═══ The data
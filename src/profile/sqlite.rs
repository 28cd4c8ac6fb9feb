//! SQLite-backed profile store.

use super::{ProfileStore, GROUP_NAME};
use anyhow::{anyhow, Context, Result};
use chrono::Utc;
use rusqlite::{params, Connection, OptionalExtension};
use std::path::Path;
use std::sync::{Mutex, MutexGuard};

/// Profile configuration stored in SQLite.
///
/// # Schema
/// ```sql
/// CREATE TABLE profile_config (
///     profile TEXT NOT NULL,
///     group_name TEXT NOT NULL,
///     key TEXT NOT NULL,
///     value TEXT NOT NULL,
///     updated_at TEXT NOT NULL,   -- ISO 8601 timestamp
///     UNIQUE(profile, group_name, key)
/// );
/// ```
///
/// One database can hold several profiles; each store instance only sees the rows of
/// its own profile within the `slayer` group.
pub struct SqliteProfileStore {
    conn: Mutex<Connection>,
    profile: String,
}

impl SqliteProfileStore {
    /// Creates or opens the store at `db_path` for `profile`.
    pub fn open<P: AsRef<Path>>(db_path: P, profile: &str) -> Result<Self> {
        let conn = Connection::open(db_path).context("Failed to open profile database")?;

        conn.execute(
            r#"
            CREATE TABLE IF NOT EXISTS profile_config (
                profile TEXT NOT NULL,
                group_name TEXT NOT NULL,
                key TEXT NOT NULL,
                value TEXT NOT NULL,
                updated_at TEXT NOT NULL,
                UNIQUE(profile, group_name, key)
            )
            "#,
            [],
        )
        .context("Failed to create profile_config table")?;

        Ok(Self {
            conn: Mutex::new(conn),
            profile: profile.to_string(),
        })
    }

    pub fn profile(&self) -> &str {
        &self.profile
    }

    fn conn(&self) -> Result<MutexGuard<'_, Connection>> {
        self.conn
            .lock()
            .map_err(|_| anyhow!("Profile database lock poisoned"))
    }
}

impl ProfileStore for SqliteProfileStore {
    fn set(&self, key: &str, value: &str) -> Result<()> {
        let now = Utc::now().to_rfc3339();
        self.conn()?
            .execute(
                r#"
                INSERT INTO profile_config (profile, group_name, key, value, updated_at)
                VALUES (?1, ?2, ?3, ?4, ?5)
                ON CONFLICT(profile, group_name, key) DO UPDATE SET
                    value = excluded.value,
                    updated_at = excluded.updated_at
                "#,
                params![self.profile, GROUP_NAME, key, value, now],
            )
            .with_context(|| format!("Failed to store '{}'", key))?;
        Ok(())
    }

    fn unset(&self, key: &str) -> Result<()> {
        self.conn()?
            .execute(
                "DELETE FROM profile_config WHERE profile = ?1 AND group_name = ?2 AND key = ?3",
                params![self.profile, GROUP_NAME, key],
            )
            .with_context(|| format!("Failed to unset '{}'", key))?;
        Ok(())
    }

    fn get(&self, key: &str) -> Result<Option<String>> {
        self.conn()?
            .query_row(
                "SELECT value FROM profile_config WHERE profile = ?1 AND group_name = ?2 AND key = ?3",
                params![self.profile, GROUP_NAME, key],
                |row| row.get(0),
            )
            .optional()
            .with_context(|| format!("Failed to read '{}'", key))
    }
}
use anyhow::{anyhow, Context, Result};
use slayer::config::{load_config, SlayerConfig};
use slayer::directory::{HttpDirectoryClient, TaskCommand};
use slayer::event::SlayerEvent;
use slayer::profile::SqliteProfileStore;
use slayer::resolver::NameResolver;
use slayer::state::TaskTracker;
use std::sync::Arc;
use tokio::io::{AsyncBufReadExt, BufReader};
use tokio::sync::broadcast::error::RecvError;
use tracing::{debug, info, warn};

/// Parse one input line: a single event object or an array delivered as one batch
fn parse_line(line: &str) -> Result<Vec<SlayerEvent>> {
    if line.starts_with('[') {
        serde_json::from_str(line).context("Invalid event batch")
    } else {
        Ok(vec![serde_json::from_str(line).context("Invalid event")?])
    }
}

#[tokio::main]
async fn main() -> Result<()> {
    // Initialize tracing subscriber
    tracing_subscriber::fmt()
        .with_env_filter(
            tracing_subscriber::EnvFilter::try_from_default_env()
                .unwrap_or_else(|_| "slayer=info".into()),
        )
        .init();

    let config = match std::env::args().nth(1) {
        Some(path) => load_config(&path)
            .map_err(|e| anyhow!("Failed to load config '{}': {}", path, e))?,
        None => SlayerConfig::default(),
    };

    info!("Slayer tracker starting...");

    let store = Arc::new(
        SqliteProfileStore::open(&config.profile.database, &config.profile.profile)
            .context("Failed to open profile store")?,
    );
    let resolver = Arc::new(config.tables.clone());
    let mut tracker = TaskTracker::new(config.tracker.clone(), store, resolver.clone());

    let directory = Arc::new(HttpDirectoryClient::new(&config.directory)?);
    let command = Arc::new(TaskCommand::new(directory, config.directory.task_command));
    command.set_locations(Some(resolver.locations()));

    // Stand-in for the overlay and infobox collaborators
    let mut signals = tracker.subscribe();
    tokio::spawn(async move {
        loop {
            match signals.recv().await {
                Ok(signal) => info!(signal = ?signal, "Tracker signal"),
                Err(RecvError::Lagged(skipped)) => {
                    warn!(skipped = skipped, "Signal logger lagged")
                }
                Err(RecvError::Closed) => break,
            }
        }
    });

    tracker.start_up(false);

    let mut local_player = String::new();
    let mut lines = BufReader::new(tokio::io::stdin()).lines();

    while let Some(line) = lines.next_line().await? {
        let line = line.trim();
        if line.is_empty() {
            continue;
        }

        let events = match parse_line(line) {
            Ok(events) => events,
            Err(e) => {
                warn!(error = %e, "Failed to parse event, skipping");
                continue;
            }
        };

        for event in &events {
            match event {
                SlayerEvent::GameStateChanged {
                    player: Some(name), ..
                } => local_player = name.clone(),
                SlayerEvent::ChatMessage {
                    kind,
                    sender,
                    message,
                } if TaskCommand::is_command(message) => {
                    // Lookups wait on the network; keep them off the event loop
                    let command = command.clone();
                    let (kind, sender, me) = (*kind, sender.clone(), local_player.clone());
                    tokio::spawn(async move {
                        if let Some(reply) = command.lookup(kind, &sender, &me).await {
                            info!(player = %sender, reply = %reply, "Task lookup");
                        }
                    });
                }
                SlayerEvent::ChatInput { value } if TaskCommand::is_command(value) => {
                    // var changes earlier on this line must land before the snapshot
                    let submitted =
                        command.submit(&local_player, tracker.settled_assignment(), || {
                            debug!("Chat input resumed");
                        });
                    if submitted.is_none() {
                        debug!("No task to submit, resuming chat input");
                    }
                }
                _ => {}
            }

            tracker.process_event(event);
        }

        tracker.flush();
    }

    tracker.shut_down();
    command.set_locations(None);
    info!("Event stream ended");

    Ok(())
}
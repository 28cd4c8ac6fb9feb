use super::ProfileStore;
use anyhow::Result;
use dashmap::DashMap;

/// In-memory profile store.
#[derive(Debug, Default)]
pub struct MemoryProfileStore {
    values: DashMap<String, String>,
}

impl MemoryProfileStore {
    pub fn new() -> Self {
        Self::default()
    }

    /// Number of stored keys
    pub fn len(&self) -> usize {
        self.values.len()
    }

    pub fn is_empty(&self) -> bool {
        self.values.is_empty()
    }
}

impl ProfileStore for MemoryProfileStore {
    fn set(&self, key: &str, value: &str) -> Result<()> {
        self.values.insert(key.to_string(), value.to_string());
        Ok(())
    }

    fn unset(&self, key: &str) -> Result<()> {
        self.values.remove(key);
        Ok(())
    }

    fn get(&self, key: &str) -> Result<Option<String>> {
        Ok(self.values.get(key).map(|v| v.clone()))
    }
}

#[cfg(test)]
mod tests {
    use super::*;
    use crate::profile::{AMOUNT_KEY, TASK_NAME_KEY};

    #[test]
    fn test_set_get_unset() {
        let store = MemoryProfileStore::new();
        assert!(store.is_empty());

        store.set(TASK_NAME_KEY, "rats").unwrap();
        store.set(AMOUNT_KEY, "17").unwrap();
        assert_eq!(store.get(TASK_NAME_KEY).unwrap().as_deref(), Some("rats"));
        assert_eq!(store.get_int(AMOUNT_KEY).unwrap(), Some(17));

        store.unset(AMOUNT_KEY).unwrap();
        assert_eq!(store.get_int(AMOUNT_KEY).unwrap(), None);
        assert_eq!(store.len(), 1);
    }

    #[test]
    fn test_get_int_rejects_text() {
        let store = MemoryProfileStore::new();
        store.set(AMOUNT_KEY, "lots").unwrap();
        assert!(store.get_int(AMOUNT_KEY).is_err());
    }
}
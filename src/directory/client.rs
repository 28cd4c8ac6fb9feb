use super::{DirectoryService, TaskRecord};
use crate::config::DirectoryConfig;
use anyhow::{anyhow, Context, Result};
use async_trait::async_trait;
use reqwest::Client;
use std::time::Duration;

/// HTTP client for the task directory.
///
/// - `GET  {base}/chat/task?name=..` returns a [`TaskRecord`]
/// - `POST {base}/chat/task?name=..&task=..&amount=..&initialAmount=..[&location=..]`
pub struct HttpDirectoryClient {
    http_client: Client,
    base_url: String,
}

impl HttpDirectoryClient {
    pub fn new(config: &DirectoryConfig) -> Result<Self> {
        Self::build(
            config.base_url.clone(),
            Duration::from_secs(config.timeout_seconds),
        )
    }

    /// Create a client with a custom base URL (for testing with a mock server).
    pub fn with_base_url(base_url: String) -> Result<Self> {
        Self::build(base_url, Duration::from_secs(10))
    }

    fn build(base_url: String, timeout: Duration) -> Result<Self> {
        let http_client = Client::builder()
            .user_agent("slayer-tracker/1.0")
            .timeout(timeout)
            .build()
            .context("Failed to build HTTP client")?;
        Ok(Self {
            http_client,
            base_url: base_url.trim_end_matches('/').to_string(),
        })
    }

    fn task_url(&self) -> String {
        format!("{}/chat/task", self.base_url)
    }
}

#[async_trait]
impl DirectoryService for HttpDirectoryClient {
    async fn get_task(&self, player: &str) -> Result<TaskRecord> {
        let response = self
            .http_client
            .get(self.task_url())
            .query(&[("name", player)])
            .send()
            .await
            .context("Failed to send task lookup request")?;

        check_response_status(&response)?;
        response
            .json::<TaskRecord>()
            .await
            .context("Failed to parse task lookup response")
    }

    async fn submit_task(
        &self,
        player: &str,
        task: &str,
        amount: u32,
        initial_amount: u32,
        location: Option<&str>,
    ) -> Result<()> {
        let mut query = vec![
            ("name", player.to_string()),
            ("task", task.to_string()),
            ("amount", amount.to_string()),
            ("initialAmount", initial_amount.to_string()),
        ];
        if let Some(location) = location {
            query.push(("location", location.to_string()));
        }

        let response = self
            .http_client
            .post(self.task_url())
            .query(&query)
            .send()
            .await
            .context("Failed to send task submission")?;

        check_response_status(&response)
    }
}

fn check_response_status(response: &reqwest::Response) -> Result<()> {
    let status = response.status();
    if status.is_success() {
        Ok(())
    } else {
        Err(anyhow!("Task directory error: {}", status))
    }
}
══════
═══ The data
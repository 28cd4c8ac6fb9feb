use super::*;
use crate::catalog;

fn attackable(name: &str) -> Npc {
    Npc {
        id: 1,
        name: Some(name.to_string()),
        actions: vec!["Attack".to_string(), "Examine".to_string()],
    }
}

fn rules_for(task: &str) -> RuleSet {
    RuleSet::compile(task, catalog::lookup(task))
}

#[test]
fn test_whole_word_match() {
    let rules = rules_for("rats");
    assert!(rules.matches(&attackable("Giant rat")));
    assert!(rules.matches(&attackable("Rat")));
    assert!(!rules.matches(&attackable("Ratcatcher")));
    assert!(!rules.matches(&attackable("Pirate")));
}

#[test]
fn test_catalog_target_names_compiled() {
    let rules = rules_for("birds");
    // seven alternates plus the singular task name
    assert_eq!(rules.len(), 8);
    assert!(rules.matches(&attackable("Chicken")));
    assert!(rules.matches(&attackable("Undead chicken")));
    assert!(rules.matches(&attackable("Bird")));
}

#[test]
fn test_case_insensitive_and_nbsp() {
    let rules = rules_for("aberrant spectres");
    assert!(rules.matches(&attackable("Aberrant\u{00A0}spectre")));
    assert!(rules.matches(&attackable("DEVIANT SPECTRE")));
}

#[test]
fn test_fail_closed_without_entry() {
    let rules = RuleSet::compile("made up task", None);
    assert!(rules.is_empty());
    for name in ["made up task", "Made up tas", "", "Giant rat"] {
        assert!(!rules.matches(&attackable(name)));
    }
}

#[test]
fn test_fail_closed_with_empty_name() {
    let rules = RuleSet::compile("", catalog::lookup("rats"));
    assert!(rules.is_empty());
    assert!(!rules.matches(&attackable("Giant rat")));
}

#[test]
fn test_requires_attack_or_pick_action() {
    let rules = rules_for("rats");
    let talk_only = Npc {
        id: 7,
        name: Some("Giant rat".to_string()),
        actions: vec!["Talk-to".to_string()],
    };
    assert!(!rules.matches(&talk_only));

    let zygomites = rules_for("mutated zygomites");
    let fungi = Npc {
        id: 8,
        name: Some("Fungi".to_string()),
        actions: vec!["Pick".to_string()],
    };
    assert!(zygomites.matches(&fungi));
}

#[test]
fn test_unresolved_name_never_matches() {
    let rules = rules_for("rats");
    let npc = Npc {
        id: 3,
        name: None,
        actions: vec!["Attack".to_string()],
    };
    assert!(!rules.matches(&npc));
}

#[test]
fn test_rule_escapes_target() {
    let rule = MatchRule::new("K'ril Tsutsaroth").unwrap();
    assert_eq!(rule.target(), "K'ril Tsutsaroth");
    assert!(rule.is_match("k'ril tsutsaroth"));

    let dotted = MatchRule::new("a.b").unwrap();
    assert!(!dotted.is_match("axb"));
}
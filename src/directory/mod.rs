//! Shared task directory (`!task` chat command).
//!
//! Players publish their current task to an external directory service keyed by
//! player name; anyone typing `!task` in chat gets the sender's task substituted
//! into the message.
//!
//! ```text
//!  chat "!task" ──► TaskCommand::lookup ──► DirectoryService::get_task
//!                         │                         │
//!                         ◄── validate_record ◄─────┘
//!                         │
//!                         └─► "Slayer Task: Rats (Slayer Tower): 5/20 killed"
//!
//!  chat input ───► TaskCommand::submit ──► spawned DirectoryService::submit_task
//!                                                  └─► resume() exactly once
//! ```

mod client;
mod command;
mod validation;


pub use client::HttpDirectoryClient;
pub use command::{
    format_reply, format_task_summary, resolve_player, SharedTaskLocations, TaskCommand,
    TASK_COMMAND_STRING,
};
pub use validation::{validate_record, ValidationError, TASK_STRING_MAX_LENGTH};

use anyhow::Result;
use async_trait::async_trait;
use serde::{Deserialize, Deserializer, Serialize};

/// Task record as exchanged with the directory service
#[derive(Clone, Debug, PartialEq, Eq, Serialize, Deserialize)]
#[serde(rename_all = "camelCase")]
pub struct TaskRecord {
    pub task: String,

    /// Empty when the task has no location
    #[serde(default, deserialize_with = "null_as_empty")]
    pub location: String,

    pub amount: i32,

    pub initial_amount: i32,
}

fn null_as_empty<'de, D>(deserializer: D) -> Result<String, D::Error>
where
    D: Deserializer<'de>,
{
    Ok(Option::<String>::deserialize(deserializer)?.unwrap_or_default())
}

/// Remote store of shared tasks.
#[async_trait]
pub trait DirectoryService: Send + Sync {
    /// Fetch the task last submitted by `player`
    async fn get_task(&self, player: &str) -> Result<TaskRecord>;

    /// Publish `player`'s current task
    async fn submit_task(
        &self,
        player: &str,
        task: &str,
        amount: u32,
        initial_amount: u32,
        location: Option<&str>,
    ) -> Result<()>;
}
══════
═══ The data
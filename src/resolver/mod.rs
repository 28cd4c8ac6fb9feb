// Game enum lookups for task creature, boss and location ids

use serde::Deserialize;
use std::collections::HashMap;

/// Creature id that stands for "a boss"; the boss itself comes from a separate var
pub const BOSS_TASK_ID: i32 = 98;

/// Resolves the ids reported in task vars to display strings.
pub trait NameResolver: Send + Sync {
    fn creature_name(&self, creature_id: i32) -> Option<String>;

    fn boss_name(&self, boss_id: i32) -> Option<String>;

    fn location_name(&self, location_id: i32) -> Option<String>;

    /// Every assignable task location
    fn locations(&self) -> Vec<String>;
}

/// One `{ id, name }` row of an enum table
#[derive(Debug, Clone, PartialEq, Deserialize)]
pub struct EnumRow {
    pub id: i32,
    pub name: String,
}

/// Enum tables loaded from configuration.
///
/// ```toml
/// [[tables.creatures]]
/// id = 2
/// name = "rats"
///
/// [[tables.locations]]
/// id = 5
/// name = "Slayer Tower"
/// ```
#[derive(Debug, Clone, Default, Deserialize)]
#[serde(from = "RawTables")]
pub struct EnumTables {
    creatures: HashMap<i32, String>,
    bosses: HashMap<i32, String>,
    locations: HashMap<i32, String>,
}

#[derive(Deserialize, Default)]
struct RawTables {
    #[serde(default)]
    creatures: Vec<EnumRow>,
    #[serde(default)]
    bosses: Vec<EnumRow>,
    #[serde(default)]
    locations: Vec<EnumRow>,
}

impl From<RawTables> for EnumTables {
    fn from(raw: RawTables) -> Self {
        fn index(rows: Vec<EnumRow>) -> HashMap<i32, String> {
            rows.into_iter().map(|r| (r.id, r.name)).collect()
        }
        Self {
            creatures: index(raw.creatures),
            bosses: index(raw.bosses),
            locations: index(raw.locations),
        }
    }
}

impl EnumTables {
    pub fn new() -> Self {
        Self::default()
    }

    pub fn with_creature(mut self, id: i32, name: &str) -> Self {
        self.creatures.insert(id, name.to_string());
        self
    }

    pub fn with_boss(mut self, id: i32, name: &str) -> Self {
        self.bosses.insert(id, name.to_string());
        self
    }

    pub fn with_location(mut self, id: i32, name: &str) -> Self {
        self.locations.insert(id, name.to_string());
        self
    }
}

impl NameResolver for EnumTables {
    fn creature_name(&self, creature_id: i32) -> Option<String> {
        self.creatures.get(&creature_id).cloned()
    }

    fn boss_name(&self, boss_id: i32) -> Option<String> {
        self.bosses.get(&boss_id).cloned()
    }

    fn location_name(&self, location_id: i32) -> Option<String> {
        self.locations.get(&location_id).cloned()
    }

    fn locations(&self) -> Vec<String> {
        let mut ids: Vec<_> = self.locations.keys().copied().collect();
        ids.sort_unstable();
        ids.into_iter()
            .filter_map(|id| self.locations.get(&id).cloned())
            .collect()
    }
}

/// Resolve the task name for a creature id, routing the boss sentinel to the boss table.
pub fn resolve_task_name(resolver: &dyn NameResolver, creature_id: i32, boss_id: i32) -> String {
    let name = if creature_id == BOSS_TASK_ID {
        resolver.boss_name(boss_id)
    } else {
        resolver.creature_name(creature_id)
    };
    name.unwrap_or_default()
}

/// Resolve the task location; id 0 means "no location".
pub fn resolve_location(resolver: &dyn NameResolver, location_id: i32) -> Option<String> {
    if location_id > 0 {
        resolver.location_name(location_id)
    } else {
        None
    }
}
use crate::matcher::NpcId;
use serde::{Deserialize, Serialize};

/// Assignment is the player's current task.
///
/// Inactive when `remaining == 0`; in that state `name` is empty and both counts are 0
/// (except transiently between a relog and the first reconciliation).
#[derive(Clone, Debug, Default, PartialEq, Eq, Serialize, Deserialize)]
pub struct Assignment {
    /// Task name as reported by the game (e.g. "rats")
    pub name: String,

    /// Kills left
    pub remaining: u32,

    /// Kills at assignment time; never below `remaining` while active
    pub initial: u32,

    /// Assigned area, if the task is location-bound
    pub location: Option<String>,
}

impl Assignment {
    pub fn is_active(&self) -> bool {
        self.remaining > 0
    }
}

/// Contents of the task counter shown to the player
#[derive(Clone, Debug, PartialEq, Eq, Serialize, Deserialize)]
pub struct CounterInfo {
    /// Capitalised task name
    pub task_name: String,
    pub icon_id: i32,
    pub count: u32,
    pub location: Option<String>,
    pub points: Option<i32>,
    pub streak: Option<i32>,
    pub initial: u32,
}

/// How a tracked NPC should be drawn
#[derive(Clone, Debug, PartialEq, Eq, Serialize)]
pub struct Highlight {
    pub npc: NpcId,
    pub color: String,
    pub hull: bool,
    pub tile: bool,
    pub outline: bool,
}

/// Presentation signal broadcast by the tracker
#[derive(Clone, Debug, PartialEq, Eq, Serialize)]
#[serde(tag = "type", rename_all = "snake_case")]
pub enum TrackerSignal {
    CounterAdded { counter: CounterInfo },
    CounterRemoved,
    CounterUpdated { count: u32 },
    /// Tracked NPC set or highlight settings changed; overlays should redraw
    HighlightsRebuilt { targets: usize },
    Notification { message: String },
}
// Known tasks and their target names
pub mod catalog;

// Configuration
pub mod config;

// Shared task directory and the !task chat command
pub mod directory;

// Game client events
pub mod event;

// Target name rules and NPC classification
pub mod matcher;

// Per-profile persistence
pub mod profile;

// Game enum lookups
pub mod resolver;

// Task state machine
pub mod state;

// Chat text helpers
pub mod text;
══════
Assignment: Print exactly the lines above, between the one holding "tracing_subscriber::EnvFilter::try_from_default_env()" and the one holding "Some(path) => load_config(&path)", inclusive, and nothing besides.

Result of the task:
            tracing_subscriber::EnvFilter::try_from_default_env()
                .unwrap_or_else(|_| "slayer=info".into()),
        )
        .init();

    let config = match std::env::args().nth(1) {
        Some(path) => load_config(&path)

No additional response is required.